King Abdullah II cut short a visit to the United States, and the Jordanian government announced that all prisoners in its custody who had been convicted of association with ISIL would be executed "within hours" in retaliation for al-Kasasbeh's killing. In further response, Mamdouh al-Ameri, a Jordanian military spokesman, said: "While the military forces mourn the martyr, they emphasize his blood will not be shed in vain. The revenge will be as big as the calamity that has hit Jordan."

On 4 February 2015, al-Rishawi and another Iraqi jihadist who was also on death row, Ziad Khalaf al-Karbouly, were executed by hanging in Swaqa Prison, expedited in response to al-Kasasbeh's death.
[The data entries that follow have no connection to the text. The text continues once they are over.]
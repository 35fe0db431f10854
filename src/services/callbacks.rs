use crate::config::ModerationConfig;
use crate::entities::{media_library, moderation_records, pending_callbacks, prelude::*, review_queue_items};
use crate::models::{CallbackDelivery, Verdict};
use crate::services::provider::{AnalysisProvider, BatchItem};
use crate::utils::keyed_mutex::KeyedMutex;
use chrono::{DateTime, FixedOffset, Utc};
use sea_orm::{
    ActiveModelTrait, ColumnTrait, Condition, DatabaseConnection, DatabaseTransaction, DbErr,
    EntityTrait, QueryFilter, Set, TransactionTrait,
};
use serde::Serialize;
use std::sync::Arc;
use thiserror::Error;
use utoipa::ToSchema;
use uuid::Uuid;

#[derive(Debug, Error)]
pub enum CallbackError {
    #[error("no pending callbacks registered for batch {0}")]
    NotFound(String),

    #[error("callback conflict: {0}")]
    Conflict(String),

    #[error("database error: {0}")]
    Persistence(#[from] DbErr),
}

/// What `receive` did with a delivery.
#[derive(Debug, Clone, Copy, PartialEq, Eq, Serialize, ToSchema)]
#[serde(rename_all = "snake_case")]
pub enum ReceiveOutcome {
    /// First delivery: records and media rows updated.
    Applied,
    /// Duplicate delivery of an already-completed batch; nothing changed.
    Replayed,
}

#[derive(Debug, Default, Clone, Serialize, ToSchema)]
pub struct SweepReport {
    pub examined: u64,
    pub retried: u64,
    pub timed_out: u64,
}

/// Tracks asynchronous analysis jobs and applies their results exactly once.
pub struct CallbackService {
    db: DatabaseConnection,
    config: ModerationConfig,
    provider: Arc<dyn AnalysisProvider>,
    record_locks: KeyedMutex,
}

impl CallbackService {
    pub fn new(
        db: DatabaseConnection,
        config: ModerationConfig,
        provider: Arc<dyn AnalysisProvider>,
        record_locks: KeyedMutex,
    ) -> Self {
        Self {
            db,
            config,
            provider,
            record_locks,
        }
    }

    /// Registers a callback slot for `(media_id, batch_id)`. Idempotent: the
    /// pair is unique, re-registration returns the existing row unchanged.
    pub async fn register_pending(
        &self,
        media_id: &str,
        batch_id: &str,
        tenant_slug: &str,
    ) -> Result<pending_callbacks::Model, CallbackError> {
        let txn = self.db.begin().await?;

        if let Some(existing) = PendingCallbacks::find()
            .filter(
                Condition::all()
                    .add(pending_callbacks::Column::MediaId.eq(media_id))
                    .add(pending_callbacks::Column::BatchId.eq(batch_id)),
            )
            .one(&txn)
            .await?
        {
            txn.commit().await?;
            return Ok(existing);
        }

        let now = Utc::now().fixed_offset();
        let first_retry = now + self.config.callback_backoff(0);
        let row = pending_callbacks::ActiveModel {
            id: Set(Uuid::new_v4().to_string()),
            media_id: Set(media_id.to_string()),
            batch_id: Set(batch_id.to_string()),
            tenant_slug: Set(tenant_slug.to_string()),
            status: Set("pending".to_string()),
            retry_count: Set(0),
            max_retries: Set(self.config.callback_max_retries),
            next_retry_at: Set(Some(first_retry)),
            callback_payload: Set(None),
            created_at: Set(now),
            updated_at: Set(now),
        }
        .insert(&txn)
        .await?;

        txn.commit().await?;
        tracing::info!(media_id, batch_id, "Registered pending callback");
        Ok(row)
    }

    /// Applies a provider delivery for a batch. One transaction marks every
    /// pending slot completed (payload stored verbatim) and updates the
    /// linked media and moderation rows. The slots are read inside that same
    /// transaction so concurrent first deliveries serialize on it. A delivery
    /// for an already-completed batch is a successful no-op so provider
    /// retries stay harmless.
    pub async fn receive(
        &self,
        batch_id: &str,
        delivery: &CallbackDelivery,
    ) -> Result<ReceiveOutcome, CallbackError> {
        let txn = self.db.begin().await?;

        let slots = PendingCallbacks::find()
            .filter(pending_callbacks::Column::BatchId.eq(batch_id))
            .all(&txn)
            .await?;

        if slots.is_empty() {
            return Err(CallbackError::NotFound(batch_id.to_string()));
        }

        if slots.iter().all(|s| s.status == "completed") {
            tracing::info!(batch_id, "Duplicate callback delivery ignored");
            return Ok(ReceiveOutcome::Replayed);
        }

        if let Some(dead) = slots
            .iter()
            .find(|s| s.status == "failed" || s.status == "timeout")
        {
            return Err(CallbackError::Conflict(format!(
                "batch {} already resolved as {}",
                batch_id, dead.status
            )));
        }

        let now = Utc::now().fixed_offset();
        let payload = serde_json::to_value(delivery).unwrap_or_default();

        for slot in &slots {
            let mut active: pending_callbacks::ActiveModel = slot.clone().into();
            active.status = Set("completed".to_string());
            active.callback_payload = Set(Some(payload.clone()));
            active.next_retry_at = Set(None);
            active.updated_at = Set(now);
            active.update(&txn).await?;

            self.apply_to_media(&txn, &slot.media_id, delivery, now)
                .await?;
        }

        txn.commit().await?;
        tracing::info!(
            batch_id,
            status = %delivery.moderation_status,
            slots = slots.len(),
            "Callback applied"
        );
        Ok(ReceiveOutcome::Applied)
    }

    async fn apply_to_media(
        &self,
        txn: &DatabaseTransaction,
        media_id: &str,
        delivery: &CallbackDelivery,
        now: DateTime<FixedOffset>,
    ) -> Result<(), CallbackError> {
        let Some(media) = MediaLibrary::find_by_id(media_id).one(txn).await? else {
            tracing::warn!(%media_id, "Callback references a missing media row");
            return Ok(());
        };

        let record_id = media.moderation_record_id.clone();

        let mut active: media_library::ActiveModel = media.into();
        active.moderation_status = Set(delivery.moderation_status.clone());
        active.moderation_score = Set(delivery.moderation_score);
        active.updated_at = Set(now);
        active.update(txn).await?;

        let Some(record_id) = record_id else {
            return Ok(());
        };
        let _guard = self.record_locks.lock(&record_id).await;

        let Some(record) = ModerationRecords::find_by_id(&record_id).one(txn).await? else {
            return Ok(());
        };

        let current = Verdict::parse(&record.verdict).unwrap_or(Verdict::Pending);
        let delivered = Verdict::parse(&delivery.moderation_status);

        match delivered {
            Some(next) if current.can_transition_to(next) => {
                let review = matches!(next, Verdict::Flagged | Verdict::Rejected | Verdict::Error);
                let tenant_id = record.tenant_id.clone();
                let mut active: moderation_records::ActiveModel = record.into();
                active.verdict = Set(next.as_str().to_string());
                active.combined_risk_score = Set(delivery.moderation_score);
                active.human_review_required = Set(review);
                active.updated_at = Set(now);
                active.update(txn).await?;

                // A record flagged by the delivery must surface in the
                // review queue, same as one flagged synchronously.
                if review {
                    let (queue_type, priority) = if next == Verdict::Error {
                        ("analysis_error", 50)
                    } else {
                        ("policy_flag", 10)
                    };
                    self.ensure_queue_item(txn, &record_id, &tenant_id, queue_type, priority, now)
                        .await?;
                }
            }
            Some(next) => {
                tracing::warn!(
                    %record_id,
                    "Callback verdict {} ignored, record already {}",
                    next,
                    current
                );
            }
            None => {
                tracing::warn!(
                    %record_id,
                    "Callback carried unknown status '{}'",
                    delivery.moderation_status
                );
            }
        }

        Ok(())
    }

    /// Retry pass over pending callbacks whose retry deadline elapsed. Each
    /// exhausted slot becomes a `timeout` with a forced review item; the rest
    /// are re-issued to the provider with a doubled, capped backoff.
    pub async fn sweep(&self) -> SweepReport {
        let mut report = SweepReport::default();
        let now = Utc::now().fixed_offset();

        let due = match PendingCallbacks::find()
            .filter(
                Condition::all()
                    .add(pending_callbacks::Column::Status.eq("pending"))
                    .add(pending_callbacks::Column::NextRetryAt.lte(now)),
            )
            .all(&self.db)
            .await
        {
            Ok(rows) => rows,
            Err(e) => {
                tracing::error!("Callback sweep query failed: {}", e);
                return report;
            }
        };

        for slot in due {
            report.examined += 1;
            let outcome = if slot.retry_count >= slot.max_retries {
                report.timed_out += 1;
                self.time_out_slot(slot).await
            } else {
                report.retried += 1;
                self.retry_slot(slot, now).await
            };
            if let Err(e) = outcome {
                tracing::error!("Callback sweep step failed: {}", e);
            }
        }

        if report.examined > 0 {
            tracing::info!(
                "Callback sweep: examined={} retried={} timed_out={}",
                report.examined,
                report.retried,
                report.timed_out
            );
        }
        report
    }

    async fn retry_slot(
        &self,
        slot: pending_callbacks::Model,
        now: DateTime<FixedOffset>,
    ) -> Result<(), CallbackError> {
        let batch_id = slot.batch_id.clone();
        let media_id = slot.media_id.clone();
        let retry_count = slot.retry_count + 1;

        let mut active: pending_callbacks::ActiveModel = slot.into();
        active.retry_count = Set(retry_count);
        active.next_retry_at = Set(Some(now + self.config.callback_backoff(retry_count)));
        active.updated_at = Set(now);
        active.update(&self.db).await?;

        let image_url = MediaLibrary::find_by_id(&media_id)
            .one(&self.db)
            .await?
            .map(|m| m.file_path)
            .unwrap_or_default();

        if let Err(e) = self
            .provider
            .submit_batch(
                &batch_id,
                &[BatchItem {
                    media_id: media_id.clone(),
                    image_url,
                }],
            )
            .await
        {
            tracing::warn!(
                %batch_id,
                %media_id,
                retry = retry_count,
                "Batch re-submission failed, will retry again: {}",
                e
            );
        }
        Ok(())
    }

    /// Exhausted retries: the analysis never arrived. The record goes to
    /// `error` and a review item is forced so the image does not rot
    /// invisibly in `pending`.
    async fn time_out_slot(&self, slot: pending_callbacks::Model) -> Result<(), CallbackError> {
        let txn = self.db.begin().await?;
        let now = Utc::now().fixed_offset();
        let media_id = slot.media_id.clone();

        let mut active: pending_callbacks::ActiveModel = slot.into();
        active.status = Set("timeout".to_string());
        active.next_retry_at = Set(None);
        active.updated_at = Set(now);
        active.update(&txn).await?;

        let record_id = MediaLibrary::find_by_id(&media_id)
            .one(&txn)
            .await?
            .and_then(|m| m.moderation_record_id);

        if let Some(record_id) = record_id {
            let _guard = self.record_locks.lock(&record_id).await;

            if let Some(record) = ModerationRecords::find_by_id(&record_id).one(&txn).await? {
                let tenant_id = record.tenant_id.clone();
                let current = Verdict::parse(&record.verdict).unwrap_or(Verdict::Pending);
                if current.can_transition_to(Verdict::Error) {
                    let mut active: moderation_records::ActiveModel = record.into();
                    active.verdict = Set(Verdict::Error.as_str().to_string());
                    active.human_review_required = Set(true);
                    active.updated_at = Set(now);
                    active.update(&txn).await?;
                }

                self.ensure_queue_item(&txn, &record_id, &tenant_id, "callback_timeout", 50, now)
                    .await?;
            }
        }

        txn.commit().await?;
        tracing::warn!(%media_id, "Pending callback timed out after max retries");
        Ok(())
    }

    /// At most one active queue item per record; a later flag on the same
    /// record leaves the existing item untouched.
    async fn ensure_queue_item(
        &self,
        txn: &DatabaseTransaction,
        record_id: &str,
        tenant_id: &str,
        queue_type: &str,
        priority: i32,
        now: DateTime<FixedOffset>,
    ) -> Result<(), CallbackError> {
        let existing = ReviewQueueItems::find()
            .filter(review_queue_items::Column::ModerationRecordId.eq(record_id))
            .one(txn)
            .await?;
        if existing.is_none() {
            review_queue_items::ActiveModel {
                id: Set(Uuid::new_v4().to_string()),
                moderation_record_id: Set(record_id.to_string()),
                tenant_id: Set(tenant_id.to_string()),
                priority: Set(priority),
                queue_type: Set(queue_type.to_string()),
                status: Set("pending".to_string()),
                flagged_at: Set(now),
                reviewed_at: Set(None),
            }
            .insert(txn)
            .await?;
        }
        Ok(())
    }
}
use crate::config::PolicyConfig;
use crate::models::{AnalysisSignals, RiskLevel, UsageIntent, Verdict};
use serde::Serialize;
use utoipa::ToSchema;

/// Outcome of evaluating one analysis result against the policy for a usage
/// intent. Pure data; persisting it and moving files is the orchestrator's
/// job.
#[derive(Debug, Clone, Serialize, ToSchema)]
pub struct PolicyDecision {
    pub verdict: Verdict,
    pub combined_risk_score: f64,
    pub risk_level: RiskLevel,
    pub age_risk_multiplier: f64,
    pub human_review_required: bool,
    /// Set only for the non-bypassable underage rejection.
    pub auto_blocked: bool,
    pub policy_violations: Vec<String>,
    /// Human-readable trail of why the verdict came out this way.
    pub reasons: Vec<String>,
    pub confidence_score: f64,
}

/// Maps raw analysis signals to a verdict. Deterministic and side-effect
/// free: same signals, same intent, same config, same decision.
pub struct PolicyEngine {
    config: PolicyConfig,
}

impl PolicyEngine {
    pub fn new(config: PolicyConfig) -> Self {
        Self { config }
    }

    pub fn evaluate(&self, signals: &AnalysisSignals, intent: UsageIntent) -> PolicyDecision {
        let mut reasons = Vec::new();

        // Underage detection overrides everything, including incomplete
        // signals elsewhere in the payload. There is no threshold that makes
        // this pass.
        if let Some(faces) = &signals.face_analysis {
            if faces.underage_detected {
                let multiplier = self.config.underage_multiplier;
                let score = self.combined_score(signals, multiplier);
                reasons.push(format!(
                    "underage face detected (min age {:?})",
                    faces.min_age
                ));
                return PolicyDecision {
                    verdict: Verdict::Rejected,
                    combined_risk_score: score,
                    risk_level: RiskLevel::from_score(score),
                    age_risk_multiplier: multiplier,
                    human_review_required: true,
                    auto_blocked: true,
                    policy_violations: vec!["underage_content".to_string()],
                    reasons,
                    confidence_score: confidence(signals),
                };
            }
        }

        // Fail safe: a decision on partial signals could publish something
        // that a complete analysis would have blocked.
        let (nudity, faces, pose) = match (
            &signals.nudity_detection,
            &signals.face_analysis,
            &signals.pose_analysis,
        ) {
            (Some(n), Some(f), Some(p)) => (n, f, p),
            (n, f, p) => {
                let mut missing = Vec::new();
                if n.is_none() {
                    missing.push("nudity_detection");
                }
                if f.is_none() {
                    missing.push("face_analysis");
                }
                if p.is_none() {
                    missing.push("pose_analysis");
                }
                reasons.push(format!("incomplete analysis: missing {}", missing.join(", ")));
                return PolicyDecision {
                    verdict: Verdict::Error,
                    combined_risk_score: 0.0,
                    risk_level: RiskLevel::Minimal,
                    age_risk_multiplier: 1.0,
                    human_review_required: true,
                    auto_blocked: false,
                    policy_violations: vec![],
                    reasons,
                    confidence_score: 0.0,
                };
            }
        };
        let rules = self.config.rules_for(intent);

        let multiplier = if faces.suspicious_ages {
            self.config.suspicious_age_multiplier
        } else {
            1.0
        };
        let score = self.combined_score(signals, multiplier);
        let risk_level = RiskLevel::from_score(score);

        let mut violations = Vec::new();
        if let Some(description) = &signals.image_description {
            let haystack = format!(
                "{} {}",
                description.description.to_lowercase(),
                description.tags.join(" ").to_lowercase()
            );
            for keyword in &rules.banned_keywords {
                if haystack.contains(keyword.as_str()) {
                    violations.push(format!("banned_keyword:{}", keyword));
                }
            }
        }

        let mut flagged = false;
        if !violations.is_empty() {
            flagged = true;
            reasons.push(format!(
                "description contains banned keywords: {:?}",
                violations
            ));
        }
        if pose.explicit_pose_score > rules.pose_score_ceiling {
            flagged = true;
            reasons.push(format!(
                "explicit pose score {} exceeds {} ceiling {}",
                pose.explicit_pose_score, intent, rules.pose_score_ceiling
            ));
        }
        if nudity.nudity_score > rules.nudity_ceiling {
            flagged = true;
            reasons.push(format!(
                "nudity score {} exceeds {} ceiling {}",
                nudity.nudity_score, intent, rules.nudity_ceiling
            ));
        }
        if risk_level == RiskLevel::Critical {
            flagged = true;
            reasons.push(format!("combined risk score {} is critical", score));
        }

        let verdict = if flagged {
            Verdict::Flagged
        } else if nudity.nudity_score <= rules.nudity_floor {
            reasons.push(format!(
                "nudity score {} within {} auto-approve floor {}",
                nudity.nudity_score, intent, rules.nudity_floor
            ));
            Verdict::Approved
        } else {
            // Between floor and ceiling (ceiling inclusive): publishable only
            // with the blurred copy.
            reasons.push(format!(
                "nudity score {} between {} floor {} and ceiling {}",
                nudity.nudity_score, intent, rules.nudity_floor, rules.nudity_ceiling
            ));
            Verdict::ApprovedBlurred
        };

        PolicyDecision {
            verdict,
            combined_risk_score: score,
            risk_level,
            age_risk_multiplier: multiplier,
            human_review_required: flagged,
            auto_blocked: false,
            policy_violations: violations,
            reasons,
            confidence_score: confidence(signals),
        }
    }

    /// `min(100, (w_n * nudity + w_p * pose) * age_multiplier)`.
    fn combined_score(&self, signals: &AnalysisSignals, multiplier: f64) -> f64 {
        let nudity = signals
            .nudity_detection
            .as_ref()
            .map(|n| n.nudity_score)
            .unwrap_or(0.0);
        let pose = signals
            .pose_analysis
            .as_ref()
            .map(|p| p.explicit_pose_score)
            .unwrap_or(0.0);
        let base = self.config.nudity_weight * nudity + self.config.pose_weight * pose;
        (base * multiplier).min(100.0)
    }
}

/// Mean confidence across detected parts; full confidence when the image had
/// nothing to detect.
fn confidence(signals: &AnalysisSignals) -> f64 {
    let parts = signals
        .nudity_detection
        .as_ref()
        .map(|n| n.detected_parts.as_slice())
        .unwrap_or(&[]);
    if parts.is_empty() {
        100.0
    } else {
        parts.iter().map(|p| p.confidence).sum::<f64>() / parts.len() as f64
    }
}

#[cfg(test)]
mod tests {
    use super::*;
    use crate::models::{FaceAnalysis, ImageDescription, NudityDetection, PoseAnalysis};
    use crate::services::provider::benign_signals;

    fn engine() -> PolicyEngine {
        PolicyEngine::new(PolicyConfig::default())
    }

    fn signals(nudity: f64, pose: f64) -> AnalysisSignals {
        let mut s = benign_signals();
        s.nudity_detection = Some(NudityDetection {
            nudity_score: nudity,
            has_nudity: nudity > 0.0,
            detected_parts: vec![],
        });
        s.pose_analysis = Some(PoseAnalysis {
            pose_detected: pose > 0.0,
            pose_classification: "standing".to_string(),
            explicit_pose_score: pose,
        });
        s
    }

    #[test]
    fn test_underage_rejected_regardless_of_scores() {
        let mut s = signals(0.0, 0.0);
        s.face_analysis = Some(FaceAnalysis {
            faces_detected: true,
            face_count: 1,
            min_age: Some(15),
            max_age: Some(15),
            underage_detected: true,
            suspicious_ages: false,
        });

        for intent in [
            UsageIntent::PublicSite,
            UsageIntent::Paysite,
            UsageIntent::Private,
        ] {
            let decision = engine().evaluate(&s, intent);
            assert_eq!(decision.verdict, Verdict::Rejected);
            assert!(decision.auto_blocked);
            assert!(decision.human_review_required);
            assert_eq!(decision.age_risk_multiplier, 3.0);
            assert!(
                decision
                    .policy_violations
                    .contains(&"underage_content".to_string())
            );
        }
    }

    #[test]
    fn test_missing_signals_fail_safe() {
        let mut s = signals(5.0, 0.0);
        s.pose_analysis = None;

        let decision = engine().evaluate(&s, UsageIntent::Private);
        assert_eq!(decision.verdict, Verdict::Error);
        assert!(decision.human_review_required);
        assert!(!decision.auto_blocked);
    }

    #[test]
    fn test_public_site_ceiling_boundary() {
        // Exactly at the ceiling: still blurred-approved.
        let at = engine().evaluate(&signals(40.0, 0.0), UsageIntent::PublicSite);
        assert_eq!(at.verdict, Verdict::ApprovedBlurred);
        assert!(!at.human_review_required);

        // Strictly above: flagged.
        let above = engine().evaluate(&signals(41.0, 0.0), UsageIntent::PublicSite);
        assert_eq!(above.verdict, Verdict::Flagged);
        assert!(above.human_review_required);
    }

    #[test]
    fn test_paysite_tolerates_high_nudity() {
        let decision = engine().evaluate(&signals(85.0, 0.0), UsageIntent::Paysite);
        assert_eq!(decision.verdict, Verdict::Approved);

        // The same score is far past the public-site ceiling.
        let public = engine().evaluate(&signals(85.0, 0.0), UsageIntent::PublicSite);
        assert_eq!(public.verdict, Verdict::Flagged);
    }

    #[test]
    fn test_pose_ceiling_flags_independently() {
        let decision = engine().evaluate(&signals(5.0, 30.0), UsageIntent::PublicSite);
        assert_eq!(decision.verdict, Verdict::Flagged);
    }

    #[test]
    fn test_combined_score_formula() {
        let decision = engine().evaluate(&signals(50.0, 30.0), UsageIntent::Paysite);
        // 0.7 * 50 + 0.3 * 30 = 44
        assert!((decision.combined_risk_score - 44.0).abs() < 1e-9);
        assert_eq!(decision.risk_level, RiskLevel::Medium);
    }

    #[test]
    fn test_suspicious_age_multiplier_applies() {
        let mut s = signals(50.0, 30.0);
        s.face_analysis = Some(FaceAnalysis {
            faces_detected: true,
            face_count: 1,
            min_age: Some(19),
            max_age: Some(25),
            underage_detected: false,
            suspicious_ages: true,
        });
        let decision = engine().evaluate(&s, UsageIntent::Paysite);
        // 44 * 1.5 = 66
        assert!((decision.combined_risk_score - 66.0).abs() < 1e-9);
        assert_eq!(decision.risk_level, RiskLevel::High);
        assert_eq!(decision.age_risk_multiplier, 1.5);
    }

    #[test]
    fn test_combined_score_is_capped() {
        let mut s = signals(100.0, 100.0);
        s.face_analysis = Some(FaceAnalysis {
            faces_detected: true,
            face_count: 1,
            min_age: Some(19),
            max_age: Some(19),
            underage_detected: false,
            suspicious_ages: true,
        });
        let decision = engine().evaluate(&s, UsageIntent::Private);
        assert_eq!(decision.combined_risk_score, 100.0);
    }

    #[test]
    fn test_banned_keywords_flag() {
        let mut s = signals(5.0, 0.0);
        s.image_description = Some(ImageDescription {
            description: "Explicit content on a beach".to_string(),
            tags: vec!["beach".to_string()],
        });
        let decision = engine().evaluate(&s, UsageIntent::PublicSite);
        assert_eq!(decision.verdict, Verdict::Flagged);
        assert_eq!(
            decision.policy_violations,
            vec!["banned_keyword:explicit".to_string()]
        );

        // Paysite does not ban "explicit".
        let paysite = engine().evaluate(&s, UsageIntent::Paysite);
        assert_eq!(paysite.verdict, Verdict::Approved);
    }

    #[test]
    fn test_decision_is_deterministic() {
        let s = signals(33.0, 10.0);
        let a = engine().evaluate(&s, UsageIntent::PublicSite);
        let b = engine().evaluate(&s, UsageIntent::PublicSite);
        assert_eq!(a.verdict, b.verdict);
        assert_eq!(a.combined_risk_score, b.combined_risk_score);
        assert_eq!(a.reasons, b.reasons);
    }
}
The coalition HQ let the Jordanian Air Forces perform most of the air strike sorties planned for that day. Later, on 4 February, Jordan launched its first military response to al-Kasasbeh's killing. Jordanian warplanes bombed ISIL positions in Mosul, killing 55 ISIL fighters, including a senior commander. The following day, Jordan launched airstrikes against ISIL weapons and ammunition warehouses and training camps. According to U.S. officials, the attacks took place near Raqqa and involved 20 Jordanian F-16s, with American refueling and radio jamming aircraft assisting. After the jets completed their mission, they overflew al-Kasasbeh's hometown of Karak while returning to base. The Jordan Radio and Television Corporation aired footage shot prior to those attacks of pilots scribbling messages onto bombs slated to be used in the strikes. "For you, the enemies of Islam," read one message. Others bore verses from the Quran. In 3 days of bombardment, Jordanian fighter jets destroyed 56 ISIL targets and killed dozens of ISIL fighters.

Several clerics, leading figures of the Islamic world, and news outlets roundly condemned the killing as murder. However, ISIL said it could be justified through Islamic law, despite cremation being illegal per Islamic law.

The Jordanian branch of the Muslim Brotherhood, the Islamic Action Front, condemned the killing of al-Kasasbeh. Their statement described it as a "crime", without mentioning ISIL. The IAF's leader, Sheikh Hammam Saïd, in a 5 February interview with Radio Sawa, asked Jordan to withdraw from the anti-ISIL coalition, saying, "Jordan should not be part of a coalition run by the United States."

Sheikh Salam Salameh, a Hamas member of the Palestinian Legislative Council (PLC), said "IS members are, in one way or another, considered Muslims and we must not stand with the enemies of Allah against the people of Allah (the IS)." He added, "Jordan is the reason for al-Kasasbeh having been burned. The Jordanian government decided to send its army into Syria to assist the [Syrian] government against the rebels in their war, in which it [Jordan] has no interest. It should have adopted a similar position to Turkey."